Problem description
Provide only the number of lines below that hold "const".

(Beginning of Records shown)

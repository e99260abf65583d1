use crate::models::{DiversityWeights, ParticipantProfile};
use std::collections::BTreeSet;

/// Age range (years) that still counts as fully compatible
const AGE_RANGE_TOLERANCE: f64 = 10.0;

/// Additional years over which age compatibility decays to zero
const AGE_RANGE_DECAY: f64 = 20.0;

/// Number of distinct expertise levels
const EXPERTISE_LEVELS: usize = 4;

/// Breakdown of a team's diversity score
#[derive(Debug, Clone, Copy, PartialEq)]
pub struct DiversityBreakdown {
    pub skills: f64,
    pub experience: f64,
    pub education: f64,
    pub languages: f64,
    pub age: f64,
    pub overall: f64,
}

/// Weighted diversity of a candidate team
pub fn diversity_score(members: &[&ParticipantProfile], weights: &DiversityWeights) -> DiversityBreakdown {
    let skills = skill_diversity(members);
    let experience = experience_level_diversity(members);
    let education = education_diversity(members);
    let languages = language_diversity(members);
    let age = age_compatibility(members);

    let overall = skills * weights.skills
        + experience * weights.experience
        + education * weights.education
        + languages * weights.languages
        + age * weights.age;

    DiversityBreakdown {
        skills,
        experience,
        education,
        languages,
        age,
        overall: overall.clamp(0.0, 1.0),
    }
}

/// Distinct skills over total skill mentions
pub fn skill_diversity(members: &[&ParticipantProfile]) -> f64 {
    distinct_ratio(members.iter().flat_map(|m| m.skill_set()))
}

/// Distinct expertise levels over the most the team could have
pub fn experience_level_diversity(members: &[&ParticipantProfile]) -> f64 {
    if members.is_empty() {
        return 0.0;
    }

    let levels: BTreeSet<_> = members.iter().map(|m| m.expertise_level).collect();
    levels.len() as f64 / members.len().min(EXPERTISE_LEVELS) as f64
}

/// Distinct education backgrounds per member
pub fn education_diversity(members: &[&ParticipantProfile]) -> f64 {
    if members.is_empty() {
        return 0.0;
    }

    let distinct: BTreeSet<String> = members
        .iter()
        .map(|m| m.education.trim().to_lowercase())
        .filter(|e| !e.is_empty())
        .collect();
    distinct.len() as f64 / members.len() as f64
}

/// Distinct languages over total language mentions
pub fn language_diversity(members: &[&ParticipantProfile]) -> f64 {
    distinct_ratio(members.iter().flat_map(|m| m.language_set()))
}

/// 1.0 for an age range within 10 years, decaying linearly to 0 at 30
pub fn age_compatibility(members: &[&ParticipantProfile]) -> f64 {
    let min = members.iter().map(|m| m.age).min();
    let max = members.iter().map(|m| m.age).max();

    match (min, max) {
        (Some(min), Some(max)) => {
            let range = (max - min) as f64;
            if range <= AGE_RANGE_TOLERANCE {
                1.0
            } else {
                (1.0 - (range - AGE_RANGE_TOLERANCE) / AGE_RANGE_DECAY).max(0.0)
            }
        }
        _ => 0.0,
    }
}

fn distinct_ratio(values: impl Iterator<Item = String>) -> f64 {
    let mut total = 0usize;
    let mut distinct = BTreeSet::new();
    for value in values {
        total += 1;
        distinct.insert(value);
    }

    if total == 0 {
        0.0
    } else {
        distinct.len() as f64 / total as f64
    }
}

(End of Records shown)

Solution below
3